I have a confession. I have not read The Salt Path. And that is odd, since I love nature books and I love books about walking. Raynor Winn’s travel memoir about the author and her ill husband walking the South West Coast Path should be right up my street. Perhaps I was put off by its resounding success and immediate ubiquity.

Yet frankly, I am now desperate to read it, after the scandal upon scandal that has befallen the book and its author. The old cliché is that any publicity is good publicity; against all the odds, that seems to be very true in this case.

    Questions were first raised last summer, when The Observer alleged that some of the key facts set out by Winn were inaccurate. In particular, it reported that Winn and her husband Moth had lost their home not as the result of a bad business deal but as a consequence of Ms Winn being accused of stealing money from a former employer. Not only that, but the newspaper questioned Moth’s diagnosis of corticobasal degeneration, which was central to the narrative.

    The couple disputed the allegations and have maintained that the book is their honest account of a difficult period in their lives.

    Now, it has emerged that The Salt Path was not Winn’s first book despite her talking previously about how she’d written nothing else since being a teenager at school. In fact, the BBC has revealed she wrote a self-published book under a pseudonym six years before The Salt Path came out. Only a few copies were printed.

    All this will add to the howls of criticism around Winn’s actions. But the initial allegations about the factual basis of The Salt Path did not negatively affect sales; and it’s unlikely that the latest revelations will either.
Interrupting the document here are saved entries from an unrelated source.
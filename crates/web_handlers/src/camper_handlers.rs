use actix_web::{HttpResponse, Result, web};
use sqlx::SqlitePool;
use validator::Validate;

use camp_services::CamperService;
use camp_services::types::*;

/// Lists every camper using the narrow `{id, name, age}` view.
pub async fn list_campers(pool: web::Data<SqlitePool>) -> Result<HttpResponse, CampError> {
    let camper_service = CamperService::new(pool.get_ref().clone());
    let campers = camper_service.list_campers().await?;

    Ok(HttpResponse::Ok().json(campers))
}

/// Creates a camper after validating the request.
/// Returns a 201 Created response with the narrow camper view.
pub async fn create_camper(
    pool: web::Data<SqlitePool>,
    request: web::Json<CreateCamperRequest>,
) -> Result<HttpResponse, CampError> {
    if let Err(errors) = request.validate() {
        log::warn!("⚠️ Rejected camper: {}", errors);
        return Err(errors.into());
    }

    let camper_service = CamperService::new(pool.get_ref().clone());
    let camper = camper_service.create_camper(&request).await?;

    Ok(HttpResponse::Created().json(camper))
}

/// Gets a camper with its signups and their activities.
pub async fn get_camper(
    pool: web::Data<SqlitePool>,
    path: web::Path<i64>,
) -> Result<HttpResponse, CampError> {
    let camper_id = path.into_inner();
    let camper_service = CamperService::new(pool.get_ref().clone());
    let camper = camper_service.get_camper_detail(camper_id).await?;

    Ok(HttpResponse::Ok().json(camper))
}

/// Applies a partial update to a camper and returns 202 Accepted with the detail view.
///
/// The camper is looked up before the body is parsed, so an unknown id is a 404
/// whatever the payload looks like.
pub async fn update_camper(
    pool: web::Data<SqlitePool>,
    path: web::Path<i64>,
    body: web::Bytes,
) -> Result<HttpResponse, CampError> {
    let camper_id = path.into_inner();
    let camper_service = CamperService::new(pool.get_ref().clone());
    camper_service.get_camper(camper_id).await?;

    let request: UpdateCamperRequest = serde_json::from_slice(&body).map_err(|e| {
        log::warn!("⚠️ Rejected patch for camper {}: {}", camper_id, e);
        CampError::validation(format!("Invalid request body: {}", e))
    })?;
    if let Err(errors) = request.validate() {
        log::warn!("⚠️ Rejected patch for camper {}: {}", camper_id, errors);
        return Err(errors.into());
    }

    let camper = camper_service.update_camper(camper_id, &request).await?;

    Ok(HttpResponse::Accepted().json(camper))
}
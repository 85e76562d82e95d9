//! Resets the database and fills it with sample campers, activities and signups.

use anyhow::Context;
use camp_services::types::{CreateActivityRequest, CreateCamperRequest, CreateSignupRequest};
use camp_services::{ActivityService, CamperService, SignupService};
use camp_store::database::{create_connection_pool, init_schema};
use web_server::config::ServerConfig;

const CAMPERS: [(&str, i64); 5] = [
    ("Ava", 12),
    ("Ben", 9),
    ("Caleb", 15),
    ("Dana", 17),
    ("Eli", 8),
];

const ACTIVITIES: [(&str, i64); 5] = [
    ("Archery", 2),
    ("Canoeing", 3),
    ("Hiking", 1),
    ("Rock Climbing", 5),
    ("Swimming", 2),
];

#[actix_web::main]
async fn main() -> anyhow::Result<()> {
    dotenvy::dotenv().ok();
    env_logger::init_from_env(env_logger::Env::new().default_filter_or("info"));

    let config = ServerConfig::from_env()?;
    let pool = create_connection_pool(&config.database_url, config.max_connections)
        .await
        .with_context(|| format!("connecting to {}", config.database_url))?;
    init_schema(&pool).await?;

    log::info!("🧹 Clearing existing data...");
    let mut tx = pool.begin().await?;
    for table in ["signups", "campers", "activities"] {
        sqlx::query(&format!("DELETE FROM {table}"))
            .execute(&mut *tx)
            .await?;
    }
    sqlx::query("DELETE FROM sqlite_sequence")
        .execute(&mut *tx)
        .await?;
    tx.commit().await?;

    let camper_service = CamperService::new(pool.clone());
    let activity_service = ActivityService::new(pool.clone());
    let signup_service = SignupService::new(pool.clone());

    let mut campers = Vec::new();
    for (name, age) in CAMPERS {
        let request = CreateCamperRequest {
            name: name.to_string(),
            age,
        };
        campers.push(camper_service.create_camper(&request).await?);
    }

    let mut activities = Vec::new();
    for (name, difficulty) in ACTIVITIES {
        let request = CreateActivityRequest {
            name: name.to_string(),
            difficulty,
        };
        activities.push(activity_service.create_activity(&request).await?);
    }

    // Every camper takes two activities, two hours apart.
    let mut signups = 0;
    for (i, camper) in campers.iter().enumerate() {
        for offset in 0..2 {
            let activity = &activities[(i + offset) % activities.len()];
            let request = CreateSignupRequest {
                camper_id: camper.id,
                activity_id: activity.id,
                time: 9 + 2 * offset as i64 + i as i64,
            };
            signup_service.create_signup(&request).await?;
            signups += 1;
        }
    }

    log::info!(
        "🌱 Seeded {} campers, {} activities and {} signups",
        campers.len(),
        activities.len(),
        signups
    );
    Ok(())
}
//! # Web Server
//!
//! Shared pieces of the camp signups server and its seed tool.

/// Environment-driven server configuration.
pub mod config;
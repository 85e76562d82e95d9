//! Main entry point for the camp signups backend server.
//! This crate wires configuration, the SQLite pool and the REST handlers together.

use actix_web::{App, HttpServer, middleware::Logger, web};
use camp_store::database::*;
use web_server::config::ServerConfig;

#[actix_web::main]
async fn main() -> std::io::Result<()> {
    // Load environment variables
    dotenvy::dotenv().ok();

    // Initialize logger
    env_logger::init_from_env(env_logger::Env::new().default_filter_or("info"));

    log::info!("🚀 Starting camp signups server...");

    let config = match ServerConfig::from_env() {
        Ok(config) => config,
        Err(e) => {
            log::error!("❌ Invalid configuration: {}", e);
            std::process::exit(1);
        }
    };

    // Create database connection pool
    let pool = match create_connection_pool(&config.database_url, config.max_connections).await {
        Ok(pool) => {
            log::info!("🗃️ Database pool created for {}", config.database_url);

            if let Err(e) = test_connection(&pool).await {
                log::error!("❌ Database connection test failed: {}", e);
            }
            pool
        }
        Err(e) => {
            log::error!("❌ Failed to create database pool: {}", e);
            log::error!("💡 Check that DATABASE_URL points at a writable location");
            std::process::exit(1);
        }
    };

    if let Err(e) = init_schema(&pool).await {
        log::error!("❌ Failed to create database schema: {}", e);
        std::process::exit(1);
    }

    log::info!(
        "🌐 Server will be available at: http://{}:{}",
        config.host,
        config.port
    );

    HttpServer::new(move || {
        App::new()
            .app_data(web::Data::new(pool.clone()))
            .wrap(Logger::default())
            .configure(web_handlers::configure)
    })
    .bind(config.bind_address())?
    .run()
    .await
}
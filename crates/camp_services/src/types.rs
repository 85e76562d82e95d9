use serde::{Deserialize, Serialize};
use sqlx::error::ErrorKind;
use validator::{Validate, ValidationError, ValidationErrors};

/// Camper model representing the `campers` table
#[derive(Debug, Clone, PartialEq, Serialize, sqlx::FromRow)]
pub struct Camper {
    /// Unique identifier for the camper
    pub id: i64,
    /// Name of the camper
    pub name: String,
    /// Age of the camper, between 8 and 18
    pub age: i64,
}

/// Activity model representing the `activities` table
#[derive(Debug, Clone, PartialEq, Serialize, sqlx::FromRow)]
pub struct Activity {
    /// Unique identifier for the activity
    pub id: i64,
    /// Name of the activity
    pub name: String,
    /// Difficulty rating of the activity
    pub difficulty: i64,
}

/// Signup model representing the `signups` table
#[derive(Debug, Clone, PartialEq, Serialize, sqlx::FromRow)]
pub struct Signup {
    /// Unique identifier for the signup
    pub id: i64,
    /// Hour of the day the camper attends the activity
    pub time: i64,
    /// Camper attending the activity
    pub camper_id: i64,
    /// Activity being attended
    pub activity_id: i64,
}

/// A signup as listed on a camper's detail view, with its activity expanded
#[derive(Debug, Clone, PartialEq, Serialize)]
pub struct CamperSignup {
    /// Unique identifier for the signup
    pub id: i64,
    /// Hour of the day
    pub time: i64,
    /// Camper attending the activity
    pub camper_id: i64,
    /// Activity being attended
    pub activity_id: i64,
    /// The activity itself
    pub activity: Activity,
}

/// Detail view of a camper, including every signup
#[derive(Debug, Clone, PartialEq, Serialize)]
pub struct CamperDetail {
    /// Unique identifier for the camper
    pub id: i64,
    /// Name of the camper
    pub name: String,
    /// Age of the camper
    pub age: i64,
    /// Signups of the camper, each with its activity
    pub signups: Vec<CamperSignup>,
}

/// Response structure for a created signup, with camper and activity expanded
#[derive(Debug, Clone, PartialEq, Serialize)]
pub struct SignupDetail {
    /// Unique identifier for the signup
    pub id: i64,
    /// Hour of the day
    pub time: i64,
    /// Camper attending the activity
    pub camper_id: i64,
    /// Activity being attended
    pub activity_id: i64,
    /// The camper
    pub camper: Camper,
    /// The activity
    pub activity: Activity,
}

/// Request structure for creating a camper
#[derive(Debug, Deserialize, Validate)]
pub struct CreateCamperRequest {
    /// Name of the camper
    #[validate(custom(function = "validate_not_blank"))]
    pub name: String,

    /// Age of the camper
    #[validate(range(min = 8, max = 18, message = "Age must be between 8 and 18"))]
    pub age: i64,
}

/// Request structure for partially updating a camper.
///
/// Only `name` and `age` may be patched; any other field fails deserialization.
#[derive(Debug, Default, Deserialize, Validate)]
#[serde(deny_unknown_fields)]
pub struct UpdateCamperRequest {
    /// New name of the camper
    #[validate(custom(function = "validate_not_blank"))]
    pub name: Option<String>,

    /// New age of the camper
    #[validate(range(min = 8, max = 18, message = "Age must be between 8 and 18"))]
    pub age: Option<i64>,
}

/// Request structure for creating an activity
#[derive(Debug, Deserialize, Validate)]
pub struct CreateActivityRequest {
    /// Name of the activity
    #[validate(custom(function = "validate_not_blank"))]
    pub name: String,

    /// Difficulty rating of the activity
    pub difficulty: i64,
}

/// Request structure for signing a camper up for an activity
#[derive(Debug, Deserialize, Validate)]
pub struct CreateSignupRequest {
    /// Camper to sign up
    pub camper_id: i64,

    /// Activity to sign up for
    pub activity_id: i64,

    /// Hour of the day
    #[validate(range(min = 0, max = 23, message = "Time must be between 0 and 23"))]
    pub time: i64,
}

/// Custom error type for camp operations
#[derive(Debug, thiserror::Error)]
pub enum CampError {
    /// The camper was not found
    #[error("Camper not found")]
    CamperNotFound,

    /// The activity was not found
    #[error("Activity not found")]
    ActivityNotFound,

    /// One or more request fields failed validation
    #[error("Validation error: {}", .0.join(", "))]
    Validation(Vec<String>),

    /// The store rejected a write because of an integrity constraint
    #[error("Constraint error: {0}")]
    Constraint(String),

    /// Any other database failure
    #[error("Database error: {0}")]
    Database(sqlx::Error),
}

impl CampError {
    /// Builds a validation error carrying a single message.
    pub fn validation(message: impl Into<String>) -> Self {
        CampError::Validation(vec![message.into()])
    }
}

impl From<sqlx::Error> for CampError {
    fn from(err: sqlx::Error) -> Self {
        if let Some(db_err) = err.as_database_error() {
            let message = match db_err.kind() {
                ErrorKind::ForeignKeyViolation => Some("Referenced camper or activity does not exist"),
                ErrorKind::CheckViolation => Some("Value is out of the allowed range"),
                ErrorKind::NotNullViolation => Some("Required field is missing"),
                _ => None,
            };
            if let Some(message) = message {
                return CampError::Constraint(message.to_string());
            }
        }
        CampError::Database(err)
    }
}

impl From<ValidationErrors> for CampError {
    fn from(errors: ValidationErrors) -> Self {
        let mut messages: Vec<String> = errors
            .field_errors()
            .into_iter()
            .flat_map(|(field, errors)| {
                errors.iter().map(move |error| match &error.message {
                    Some(message) => format!("{}: {}", field, message),
                    None => format!("{}: {}", field, error.code),
                })
            })
            .collect();
        messages.sort();
        CampError::Validation(messages)
    }
}

impl actix_web::ResponseError for CampError {
    fn status_code(&self) -> actix_web::http::StatusCode {
        use actix_web::http::StatusCode;

        match self {
            CampError::CamperNotFound | CampError::ActivityNotFound => StatusCode::NOT_FOUND,
            CampError::Validation(_) | CampError::Constraint(_) => StatusCode::BAD_REQUEST,
            CampError::Database(_) => StatusCode::INTERNAL_SERVER_ERROR,
        }
    }

    fn error_response(&self) -> actix_web::HttpResponse {
        use actix_web::HttpResponse;

        match self {
            CampError::CamperNotFound | CampError::ActivityNotFound => HttpResponse::NotFound()
                .json(serde_json::json!({
                    "error": self.to_string()
                })),
            CampError::Validation(messages) => HttpResponse::BadRequest().json(serde_json::json!({
                "errors": messages
            })),
            CampError::Constraint(message) => HttpResponse::BadRequest().json(serde_json::json!({
                "errors": [message]
            })),
            CampError::Database(err) => {
                log::error!("❌ Database error: {}", err);
                HttpResponse::InternalServerError().json(serde_json::json!({
                    "error": "Internal server error"
                }))
            }
        }
    }
}

/// Rejects names that are empty or whitespace only
fn validate_not_blank(value: &str) -> Result<(), ValidationError> {
    if value.trim().is_empty() {
        return Err(ValidationError::new("blank").with_message("Name is required".into()));
    }
    Ok(())
}
use std::fmt::{Display, Formatter};

use rand::Rng;

use crate::board::{Board, BoardDone, BoardMoves, Outcome, PlayError, Player};

/// A wrapper around an existing board that has the same behaviour,
/// except that the outcome is a draw after a fixed number of moves has been played.
///
/// Checkers kings can shuffle back and forth forever, so bot games should be capped with this.
#[derive(Debug, Clone, Eq, PartialEq, Hash)]
pub struct MaxMovesBoard<B: Board> {
    inner: B,
    moves: u64,
    max_moves: u64,
}

impl<B: Board> MaxMovesBoard<B> {
    pub fn new(inner: B, max_moves: u64) -> Self {
        MaxMovesBoard {
            inner,
            moves: 0,
            max_moves,
        }
    }

    pub fn inner(&self) -> &B {
        &self.inner
    }

    pub fn into_inner(self) -> B {
        self.inner
    }

    pub fn moves(&self) -> u64 {
        self.moves
    }
}

impl<B: Board> Board for MaxMovesBoard<B> {
    type Move = B::Move;

    fn next_player(&self) -> Player {
        self.inner.next_player()
    }

    fn is_available_move(&self, mv: Self::Move) -> Result<bool, BoardDone> {
        self.check_done()?;
        self.inner.is_available_move(mv)
    }

    fn random_available_move(&self, rng: &mut impl Rng) -> Result<Self::Move, BoardDone> {
        self.check_done()?;
        self.inner.random_available_move(rng)
    }

    fn play(&mut self, mv: Self::Move) -> Result<(), PlayError> {
        // we don't use `check_can_play` here, the inner one will do that
        //   we still need to `check_done` though, since that might be different
        self.check_done()?;
        self.inner.play(mv)?;
        self.moves += 1;
        Ok(())
    }

    fn outcome(&self) -> Option<Outcome> {
        // a win on the last allowed move still counts
        self.inner.outcome().or_else(|| {
            if self.moves >= self.max_moves {
                Some(Outcome::Draw)
            } else {
                None
            }
        })
    }
}

impl<'a, B: Board> BoardMoves<'a, MaxMovesBoard<B>> for MaxMovesBoard<B> {
    type AvailableMovesIterator = <B as BoardMoves<'a, B>>::AvailableMovesIterator;

    fn available_moves(&'a self) -> Result<Self::AvailableMovesIterator, BoardDone> {
        self.check_done()?;
        self.inner.available_moves()
    }
}

impl<B: Board> Display for MaxMovesBoard<B> {
    fn fmt(&self, f: &mut Formatter<'_>) -> std::fmt::Result {
        write!(f, "{}\nmoves: {}/{}", self.inner, self.moves, self.max_moves)
    }
}
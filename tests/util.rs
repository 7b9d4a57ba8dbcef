use std::collections::HashMap;
use std::fmt::Debug;
use std::hash::Hash;

use itertools::Itertools;

/// Check that `sampler` only returns values from `expected` and that each of them is returned about equally often.
/// An empty `expected` means the sampler should never return anything.
pub fn test_sampler_uniform<T: Eq + Hash + Debug + Copy>(
    expected: &[T],
    print: bool,
    mut sampler: impl FnMut() -> Option<T>,
) {
    assert!(expected.iter().all_unique(), "duplicate expected value in {:?}", expected);

    if expected.is_empty() {
        for _ in 0..100 {
            assert_eq!(None, sampler());
        }
        return;
    }

    let samples_per_value = 1000;
    let mut counts: HashMap<T, u64> = expected.iter().map(|&value| (value, 0)).collect();

    for _ in 0..samples_per_value * expected.len() {
        let sample = sampler().expect("sampler must return a value when values are expected");
        match counts.get_mut(&sample) {
            Some(count) => *count += 1,
            None => panic!("sampled unexpected value {:?}", sample),
        }
    }

    for value in expected {
        let relative = counts[value] as f32 / samples_per_value as f32;
        if print {
            println!("  {:?} sampled {} times, relative {}", value, counts[value], relative);
        }

        assert!(counts[value] > 0, "never sampled {:?}", value);
        assert!(
            (0.8..1.2).contains(&relative),
            "{:?} was over/under sampled, relative {}",
            value,
            relative
        );
    }
}
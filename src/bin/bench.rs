use std::time::Instant;

use itertools::Itertools;

use checkers::ai::minimax::search;
use checkers::games::checkers::CheckersBoard;
use checkers::util::board_gen::random_board_with_moves;
use checkers::util::game_stats::perft;
use checkers::util::tiny::consistent_rng;

fn main() {
    let start = CheckersBoard::<8>::new();
    let middle = random_board_with_moves(&start, 12, &mut consistent_rng());

    for depth in 1..=4 {
        bench(&format!("search_start_d{}", depth), || {
            search(&start, depth, true);
        });
        bench(&format!("search_middle_d{}", depth), || {
            search(&middle, depth, true);
        });
    }

    bench("perft_start_d6", || {
        perft(&start, 6);
    });
}

const ITERATION_COUNT: usize = 10;
const REMOVED_OUTLIERS_PER_SIDE: usize = 1;

fn bench(name: &str, mut f: impl FnMut()) {
    assert!(ITERATION_COUNT > REMOVED_OUTLIERS_PER_SIDE * 2);
    println!("Running benchmark {}", name);

    // benchmark function
    let mut timings = vec![];

    for _ in 0..ITERATION_COUNT {
        let start = Instant::now();
        f();

        let end = Instant::now();
        timings.push(end - start);
    }

    // remove outliers
    for _ in 0..REMOVED_OUTLIERS_PER_SIDE {
        timings.remove(timings.iter().position_min().unwrap());
        timings.remove(timings.iter().position_max().unwrap());
    }

    // print results
    let timings = timings.iter().map(|d| d.as_secs_f32() * 1000.0).collect_vec();
    let mean = timings.iter().sum::<f32>() / timings.len() as f32;
    let stddev = (timings.iter().map(|&f| (f - mean).powi(2)).sum::<f32>() / timings.len() as f32).sqrt();

    println!("  {:.2}ms\t +- {:.2}ms", mean, stddev);
}
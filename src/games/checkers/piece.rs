use std::fmt::{Display, Formatter};

use crate::board::Player;
use crate::games::checkers::Square;

/// A single checker. This is a plain value, the board holds the authoritative copy and
/// callers only keep copies around as handles into the board.
#[derive(Debug, Copy, Clone, Eq, PartialEq, Hash)]
pub struct Piece {
    square: Square,
    player: Player,
    king: bool,
}

impl Piece {
    pub fn new(row: u8, col: u8, player: Player) -> Self {
        Piece {
            square: Square::new(row, col),
            player,
            king: false,
        }
    }

    pub fn new_king(row: u8, col: u8, player: Player) -> Self {
        Piece {
            king: true,
            ..Piece::new(row, col, player)
        }
    }

    pub fn square(self) -> Square {
        self.square
    }

    pub fn row(self) -> usize {
        self.square.row()
    }

    pub fn col(self) -> usize {
        self.square.col()
    }

    pub fn player(self) -> Player {
        self.player
    }

    pub fn is_king(self) -> bool {
        self.king
    }

    pub(super) fn move_to(&mut self, square: Square) {
        self.square = square;
    }

    pub(super) fn make_king(&mut self) {
        self.king = true;
    }

    /// The row directions this piece can move in.
    pub fn row_directions(self) -> &'static [i8] {
        match (self.king, self.player) {
            (true, _) => &[-1, 1],
            (false, Player::A) => &[-1],
            (false, Player::B) => &[1],
        }
    }

    pub fn to_char(self) -> char {
        let c = self.player.to_char();
        if self.king {
            c.to_ascii_uppercase()
        } else {
            c
        }
    }
}

impl Display for Piece {
    fn fmt(&self, f: &mut Formatter<'_>) -> std::fmt::Result {
        write!(f, "{}{}", self.to_char(), self.square)
    }
}
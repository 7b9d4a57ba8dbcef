use std::fmt::Debug;

use crate::board::{Board, BoardDone};

pub mod minimax;
pub mod simple;

pub trait Bot<B: Board>: Debug {
    /// Pick a move to play.
    ///
    /// `self` is mutable to allow for random state, this method is not supposed to
    /// modify `self` in any other significant way.
    fn select_move(&mut self, board: &B) -> Result<B::Move, BoardDone>;
}

impl<B: Board, F: FnMut(&B) -> Result<B::Move, BoardDone> + Debug> Bot<B> for F {
    fn select_move(&mut self, board: &B) -> Result<B::Move, BoardDone> {
        self(board)
    }
}
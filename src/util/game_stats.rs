//! Utilities for collecting game statistics and testing game and bot implementations.
use std::collections::HashMap;

use internal_iterator::InternalIterator;

use crate::ai::Bot;
use crate::board::Board;

/// The number of legal positions reachable after `depth` moves, including duplicates.
/// See <https://www.chessprogramming.org/Perft>.
pub fn perft<B: Board>(board: &B, depth: u32) -> u64 {
    let mut map = HashMap::default();
    perft_recurse(&mut map, board.clone(), depth)
}

fn perft_recurse<B: Board>(map: &mut HashMap<(B, u32), u64>, board: B, depth: u32) -> u64 {
    if depth == 0 {
        return 1;
    }
    if board.is_done() {
        return 0;
    }

    // we need keys (B, depth) because otherwise we risk miscounting if the same board is encountered at different depths
    let key = (board, depth);
    let board = &key.0;

    if let Some(&p) = map.get(&key) {
        return p;
    }

    let mut p = 0;
    board.available_moves().unwrap().for_each(|mv: B::Move| {
        p += perft_recurse(map, board.clone_and_play(mv).unwrap(), depth - 1);
    });

    map.insert(key, p);
    p
}

/// Same as [perft] but without the transposition cache, useful to check it against.
pub fn perft_naive<B: Board>(board: &B, depth: u32) -> u64 {
    if depth == 0 {
        return 1;
    }
    if board.is_done() {
        return 0;
    }

    let mut p = 0;
    board.available_moves().unwrap().for_each(|mv: B::Move| {
        p += perft_naive(&board.clone_and_play(mv).unwrap(), depth - 1);
    });
    p
}

/// Structure returned by [`average_game_stats`].
#[derive(Debug)]
pub struct GameStats {
    pub game_length: f32,
    pub available_moves: f32,
}

/// Return `GameStats` estimated from `n` games starting from `start` played by `bot`.
/// `start` should guarantee the games end, for example by wrapping it in a
/// [MaxMovesBoard](crate::games::max_length::MaxMovesBoard).
pub fn average_game_stats<B: Board>(start: &B, mut bot: impl Bot<B>, n: u64) -> GameStats {
    let mut total_moves = 0;
    let mut total_positions = 0;

    for _ in 0..n {
        let mut board = start.clone();
        while let Ok(mv) = bot.select_move(&board) {
            total_moves += board.available_moves().unwrap().count();
            total_positions += 1;

            board.play(mv).unwrap();
        }
    }

    GameStats {
        game_length: total_positions as f32 / n as f32,
        available_moves: total_moves as f32 / total_positions as f32,
    }
}
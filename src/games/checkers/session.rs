//! Turn handling for an interactive game between a human ([Player::A]) and the minimax opponent ([Player::B]).
//!
//! The presentation layer forwards clicked squares to [GameSession::select], reads the board, selection and
//! valid moves to draw them, and calls [GameSession::ai_move] whenever it is the opponent's turn.
use tracing::{debug, info};

use crate::ai::minimax::search;
use crate::board::{Board, Player};
use crate::games::checkers::{CheckersBoard, CheckersError, Move, MoveMap, Piece, Square};

/// The default search depth of the opponent.
pub const DEFAULT_AI_DEPTH: u32 = 4;

/// What a call to [GameSession::select] did.
#[derive(Debug, Copy, Clone, Eq, PartialEq)]
pub enum Selection {
    /// The selected piece moved to the clicked square and the turn passed.
    Moved,
    /// A piece of the player to move is now selected.
    Selected,
    /// Nothing is selected anymore.
    Cleared,
}

#[derive(Debug, Clone)]
pub struct GameSession<const N: usize = 8> {
    board: CheckersBoard<N>,
    selected: Option<Piece>,
    valid_moves: MoveMap,
    ai_depth: u32,
}

impl<const N: usize> Default for GameSession<N> {
    fn default() -> Self {
        Self::new(DEFAULT_AI_DEPTH)
    }
}

impl<const N: usize> GameSession<N> {
    pub fn new(ai_depth: u32) -> Self {
        Self::from_board(CheckersBoard::new(), ai_depth)
    }

    pub fn from_board(board: CheckersBoard<N>, ai_depth: u32) -> Self {
        GameSession {
            board,
            selected: None,
            valid_moves: MoveMap::default(),
            ai_depth,
        }
    }

    pub fn board(&self) -> &CheckersBoard<N> {
        &self.board
    }

    pub fn turn(&self) -> Player {
        self.board.next_player()
    }

    pub fn selected(&self) -> Option<Piece> {
        self.selected
    }

    pub fn valid_moves(&self) -> &MoveMap {
        &self.valid_moves
    }

    pub fn winner(&self) -> Option<Player> {
        self.board.winner()
    }

    /// Handle a click on `(row, col)`.
    pub fn select(&mut self, row: usize, col: usize) -> Result<Selection, CheckersError> {
        let clicked = self.board.get_piece(row, col)?;

        if let Some(selected) = self.selected {
            let to = Square::new(row as u8, col as u8);
            if clicked.is_none() && self.valid_moves.contains(to) {
                let captured = self.board.apply_move(Move::new(selected.square(), to))?;
                debug!("{:?} moved {} to {}, capturing {}", selected.player(), selected, to, captured.len());
                self.clear_selection();
                self.log_winner();
                return Ok(Selection::Moved);
            }
        }

        self.clear_selection();
        match clicked {
            Some(piece) if piece.player() == self.turn() => {
                self.valid_moves = self.board.get_valid_moves(&piece)?;
                self.selected = Some(piece);
                Ok(Selection::Selected)
            }
            _ => Ok(Selection::Cleared),
        }
    }

    /// Let the opponent play if it is its turn and the game is not over.
    /// Returns whether a move was played.
    pub fn ai_move(&mut self) -> bool {
        if self.turn() != Player::B || self.winner().is_some() {
            return false;
        }

        let result = search(&self.board, self.ai_depth, true);
        match result.best_move {
            Some(mv) => {
                debug!("opponent plays {} with score {}", mv, result.score);
                self.board = result.board;
                self.clear_selection();
                self.log_winner();
                true
            }
            None => false,
        }
    }

    fn clear_selection(&mut self) {
        self.selected = None;
        self.valid_moves = MoveMap::default();
    }

    fn log_winner(&self) {
        if let Some(winner) = self.winner() {
            info!("game over, {:?} won", winner);
        }
    }
}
    That is in part because the book evidently struck a chord with many readers: a tale of the British countryside, of the kindness of strangers and of overcoming adversity. Whether there was some “artistic license” involved may in that context not matter. For others, there is an added fascination to read a book about which so much shade has been thrown. Are there clues in its pages which can shed further light on the Winns’ real story?

    Similarly, the fact that Winn had in fact written a book previously will only increase the intrigue: is she simply the victim of misfortune and the jealousy of others; or is she a complete Walter Mitty? If the latter, then The Salt Path would need to be read as something more than just an emotional memoir.

    As for her first book, it will presumably now be hunted down, combed for further clues and become a collector’s item. Indeed, for a woman who has stood by the truth laid down in The Salt Path, the title of her actual debut offers additional intrigue: How Not to Dal Dy Dir, which means How Not to Stand Your Ground. The ground on which the Winns stand certainly seems shaky – but is all the more fascinating for it.